Peter was an eighth grader, so as the school year drew to a close, I began to feel relieved. I didn’t see him nearly as much, as he had to prepare for graduation ceremonies and left school earlier than us. He didn’t go out without a bang though: he wrote a letter to me on a bathroom wall written in thick black sharpie and explained how sad he was that he wouldn’t be able to see me anymore and how he’d wait a whole year just to see me again. While unsettling, the letter marked what I believed to be the end of an era.
For nearly a year, I heard nothing of Peter, but that peace did not last forever. In March of 2019 a friend of mine claimed to have seen Peter come to campus on his bike. I thought nothing of it at first. A few weeks later, while my friends and I were walking to the office to get papers for our leadership class, we stopped by the bathroom. While one of my friends was in the bathroom, another one of my friends noticed there was a carving on the window outside.

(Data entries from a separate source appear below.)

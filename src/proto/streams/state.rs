use std::fmt;
use std::sync::atomic::{AtomicU8, Ordering};

use crate::frame::Kind;

/// Stream states from RFC 7540 section 5.1.
#[derive(Debug, Clone, Copy, PartialEq, Eq)]
#[repr(u8)]
pub enum StreamState {
    Idle = 0,
    ReservedLocal = 1,
    ReservedRemote = 2,
    Open = 3,
    HalfClosedLocal = 4,
    HalfClosedRemote = 5,
    Closed = 6,
}

/// Whether a frame is being received from the peer or sent by us; the
/// transition table is keyed on it.
#[derive(Debug, Clone, Copy, PartialEq, Eq)]
pub enum Direction {
    Recv,
    Send,
}

/// The state field itself. Transitions go through a compare-and-swap so
/// that concurrent observers always see a consistent sequence of states.
#[derive(Debug)]
pub struct State {
    inner: AtomicU8,
}

impl State {
    pub fn new() -> State {
        State {
            inner: AtomicU8::new(StreamState::Idle as u8),
        }
    }

    pub fn load(&self) -> StreamState {
        StreamState::from_u8(self.inner.load(Ordering::Acquire))
    }

    pub fn compare_and_swap(&self, from: StreamState, to: StreamState) -> bool {
        self.inner
            .compare_exchange(from as u8, to as u8, Ordering::AcqRel, Ordering::Acquire)
            .is_ok()
    }
}

impl StreamState {
    fn from_u8(src: u8) -> StreamState {
        use self::StreamState::*;

        match src {
            0 => Idle,
            1 => ReservedLocal,
            2 => ReservedRemote,
            3 => Open,
            4 => HalfClosedLocal,
            5 => HalfClosedRemote,
            6 => Closed,
            _ => unreachable!("invalid stream state"),
        }
    }

    /// Counted against the peer's concurrent-stream limit.
    pub fn is_active(&self) -> bool {
        use self::StreamState::*;

        matches!(*self, Open | HalfClosedLocal | HalfClosedRemote)
    }

    /// The local endpoint may still send DATA.
    pub fn is_send_open(&self) -> bool {
        use self::StreamState::*;

        matches!(*self, Open | HalfClosedRemote)
    }

    /// The local endpoint may still receive DATA.
    pub fn is_recv_open(&self) -> bool {
        use self::StreamState::*;

        matches!(*self, Open | HalfClosedLocal)
    }

    pub fn is_closed(&self) -> bool {
        *self == StreamState::Closed
    }
}

impl fmt::Display for StreamState {
    fn fmt(&self, fmt: &mut fmt::Formatter) -> fmt::Result {
        use self::StreamState::*;

        fmt.write_str(match *self {
            Idle => "Idle",
            ReservedLocal => "ReservedLocal",
            ReservedRemote => "ReservedRemote",
            Open => "Open",
            HalfClosedLocal => "HalfClosedLocal",
            HalfClosedRemote => "HalfClosedRemote",
            Closed => "Closed",
        })
    }
}

/// The legal transition for a frame of `kind` moving in `dir` while the
/// stream is in `from`, or `None` when the frame is not permitted there.
///
/// END_STREAM is applied as post-processing: a destination of Open
/// becomes the appropriate half-closed state and a half-closed
/// destination becomes Closed.
pub fn transition(
    dir: Direction,
    from: StreamState,
    kind: Kind,
    end_stream: bool,
) -> Option<StreamState> {
    use self::StreamState::*;

    let mut to = from;

    match dir {
        Direction::Recv => match from {
            Idle => match kind {
                Kind::Headers => to = Open,
                Kind::Priority => {}
                Kind::PushPromise => to = ReservedRemote,
                _ => return None,
            },
            ReservedLocal | HalfClosedRemote => match kind {
                Kind::Priority | Kind::WindowUpdate => {}
                Kind::Reset => to = Closed,
                _ => return None,
            },
            ReservedRemote => match kind {
                Kind::Headers => to = HalfClosedLocal,
                Kind::Priority => {}
                Kind::Reset => to = Closed,
                _ => return None,
            },
            Open | HalfClosedLocal => {
                if kind == Kind::Reset {
                    to = Closed;
                }
            }
            Closed => match kind {
                Kind::Priority => {}
                _ => return None,
            },
        },
        Direction::Send => match from {
            Idle => match kind {
                Kind::Headers => to = Open,
                Kind::Priority => {}
                Kind::PushPromise => to = ReservedLocal,
                _ => return None,
            },
            ReservedLocal => match kind {
                Kind::Headers => to = HalfClosedRemote,
                Kind::Priority => {}
                Kind::Reset => to = Closed,
                _ => return None,
            },
            ReservedRemote | HalfClosedLocal => match kind {
                Kind::Priority | Kind::WindowUpdate => {}
                Kind::Reset => to = Closed,
                _ => return None,
            },
            Open => {
                if kind == Kind::Reset {
                    to = Closed;
                }
            }
            HalfClosedRemote => match kind {
                Kind::Data | Kind::Headers | Kind::Priority => {}
                Kind::Reset => to = Closed,
                _ => return None,
            },
            Closed => match kind {
                Kind::Priority => {}
                _ => return None,
            },
        },
    }

    if end_stream {
        match to {
            Open => {
                to = match dir {
                    Direction::Recv => HalfClosedRemote,
                    Direction::Send => HalfClosedLocal,
                };
            }
            HalfClosedLocal | HalfClosedRemote => to = Closed,
            _ => {}
        }
    }

    Some(to)
}

#[cfg(test)]
mod tests {
    use super::Direction::*;
    use super::StreamState::*;
    use super::*;

    #[test]
    fn headers_open_a_stream_both_ways() {
        assert_eq!(transition(Recv, Idle, Kind::Headers, false), Some(Open));
        assert_eq!(transition(Send, Idle, Kind::Headers, false), Some(Open));
        assert_eq!(
            transition(Recv, Idle, Kind::Headers, true),
            Some(HalfClosedRemote)
        );
        assert_eq!(
            transition(Send, Idle, Kind::Headers, true),
            Some(HalfClosedLocal)
        );
    }

    #[test]
    fn data_on_idle_is_illegal() {
        assert_eq!(transition(Recv, Idle, Kind::Data, false), None);
        assert_eq!(transition(Recv, Idle, Kind::WindowUpdate, false), None);
        assert_eq!(transition(Recv, Idle, Kind::Reset, false), None);
    }

    #[test]
    fn priority_is_legal_everywhere() {
        for &state in &[
            Idle,
            ReservedLocal,
            ReservedRemote,
            Open,
            HalfClosedLocal,
            HalfClosedRemote,
            Closed,
        ] {
            assert_eq!(transition(Recv, state, Kind::Priority, false), Some(state));
            assert_eq!(transition(Send, state, Kind::Priority, false), Some(state));
        }
    }

    #[test]
    fn push_promise_reserves() {
        assert_eq!(
            transition(Recv, Idle, Kind::PushPromise, false),
            Some(ReservedRemote)
        );
        assert_eq!(
            transition(Send, Idle, Kind::PushPromise, false),
            Some(ReservedLocal)
        );
    }

    #[test]
    fn reserved_streams_activate_half_closed() {
        assert_eq!(
            transition(Recv, ReservedRemote, Kind::Headers, false),
            Some(HalfClosedLocal)
        );
        assert_eq!(
            transition(Send, ReservedLocal, Kind::Headers, false),
            Some(HalfClosedRemote)
        );
    }

    #[test]
    fn end_stream_promotes_half_closed_to_closed() {
        assert_eq!(
            transition(Recv, HalfClosedLocal, Kind::Data, true),
            Some(Closed)
        );
        assert_eq!(
            transition(Send, HalfClosedRemote, Kind::Data, true),
            Some(Closed)
        );
    }

    #[test]
    fn data_after_remote_end_stream_is_illegal() {
        assert_eq!(transition(Recv, HalfClosedRemote, Kind::Data, false), None);
        assert_eq!(transition(Recv, HalfClosedRemote, Kind::Headers, false), None);
    }

    #[test]
    fn late_window_update_on_closed_is_not_a_transition() {
        assert_eq!(transition(Recv, Closed, Kind::WindowUpdate, false), None);
        assert_eq!(transition(Recv, Closed, Kind::Reset, false), None);
    }

    #[test]
    fn cas_applies_once() {
        let state = State::new();
        assert!(state.compare_and_swap(Idle, Open));
        assert!(!state.compare_and_swap(Idle, Open));
        assert_eq!(state.load(), Open);
    }
}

It was by pure coincidence, but while he examined the carving on the wall, he noticed what was carved actually said my name: “Maridel De Los Reyes”.
He called AJ and I over to the window, and as we examined it more closely, we noticed that it was part of a larger carving. Next to my name was carved various “I wills”, ranging from kidnapping, to rape, to killing. I tried to stop my friends from telling our teacher because I didn’t want to escalate the situation; I thought that it would just cause more trouble. They refused to stay quiet and immediately reported it to our teacher.

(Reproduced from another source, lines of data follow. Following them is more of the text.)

use std::{error, fmt, io};

use crate::codec::{SendError, UserError};
pub use crate::frame::Reason;

/// The error type returned across the public surface.
#[derive(Debug)]
pub struct Error {
    kind: Kind,
}

#[derive(Debug)]
enum Kind {
    /// A protocol-level error: ours or the peer's.
    Proto(Reason),

    /// An invalid caller operation, reported synchronously.
    User(UserError),

    /// The transport failed underneath the codec.
    Io(io::Error),
}

impl Error {
    /// The protocol error code, when this error maps to one.
    pub fn reason(&self) -> Option<Reason> {
        match self.kind {
            Kind::Proto(reason) => Some(reason),
            _ => None,
        }
    }

    pub fn is_io(&self) -> bool {
        matches!(self.kind, Kind::Io(_))
    }

    pub fn get_io(&self) -> Option<&io::Error> {
        match self.kind {
            Kind::Io(ref e) => Some(e),
            _ => None,
        }
    }

    pub fn into_io(self) -> Option<io::Error> {
        match self.kind {
            Kind::Io(e) => Some(e),
            _ => None,
        }
    }

    pub(crate) fn from_io(err: io::Error) -> Self {
        Error {
            kind: Kind::Io(err),
        }
    }
}

impl From<Reason> for Error {
    fn from(src: Reason) -> Error {
        Error {
            kind: Kind::Proto(src),
        }
    }
}

impl From<UserError> for Error {
    fn from(src: UserError) -> Error {
        Error {
            kind: Kind::User(src),
        }
    }
}

impl From<SendError> for Error {
    fn from(src: SendError) -> Error {
        match src {
            SendError::User(e) => e.into(),
            SendError::Connection(reason) => reason.into(),
            SendError::Io(e) => Error::from_io(e),
        }
    }
}

impl From<io::Error> for Error {
    fn from(src: io::Error) -> Error {
        Error::from_io(src)
    }
}

impl fmt::Display for Error {
    fn fmt(&self, fmt: &mut fmt::Formatter) -> fmt::Result {
        use self::Kind::*;

        match self.kind {
            Proto(ref reason) => write!(fmt, "protocol error: {}", reason),
            User(ref e) => write!(fmt, "user error: {}", e),
            Io(ref e) => fmt::Display::fmt(e, fmt),
        }
    }
}

impl error::Error for Error {}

An investigation began, and I was asked if there was anyone I suspected of making the wall carving. The only person who came to mind was Peter. My mother was called up to the office and when I went home that day, despite having been a terrible day, I felt a weight had been lifted. I never told my mother any of what was happening because I didn’t want her to worry but she took it much better than I had expected.
Maridel: Do you remember when you got called to the office, the only time you ever got called to the office?
Mom: “I’m shocked, maybe you did something wrong, because ever since nobody ever called me to go to the office.
Maridel: How did you feel when you found out what actually happened, with the carving in the window?
Mom: I’m scared, I’m scared because I didn’t know it was going to happen to you and I didn’t even have any idea about what happened, it was the first time I heard about what happened, that’s why I was really shocked. We got closer, now I think more about your safety and I call you more often.
The police got involved and confirmed that Peter was indeed the one who carved my name into the window. I was terrified of Peter but thankfully, I never saw him again. I decided to go to Yerba Buena instead of the high school Peter attends. I felt that going to the same school would just make me paranoid.
Reaching out and telling people about my problems was always really hard for me. I always thought I could deal with it on my own, or that if I hid it for long enough, the problem would subside. But bottling it up and trying to keep it hidden just made the situation worse for me mentally. Despite feeling uncomfortable, I never reached out for help; rather, it was those around me that reached out to me.
If I had spoken out right when I began to feel uncomfortable with the situation involving Peter, it would have never escalated to the point it did. You’re not causing trouble by speaking up. Sometimes the people you trust can see what’s better for you more clearly than yourself. If something truly is bothering you, you deserve an outlet, you can share it, do not hold back on it.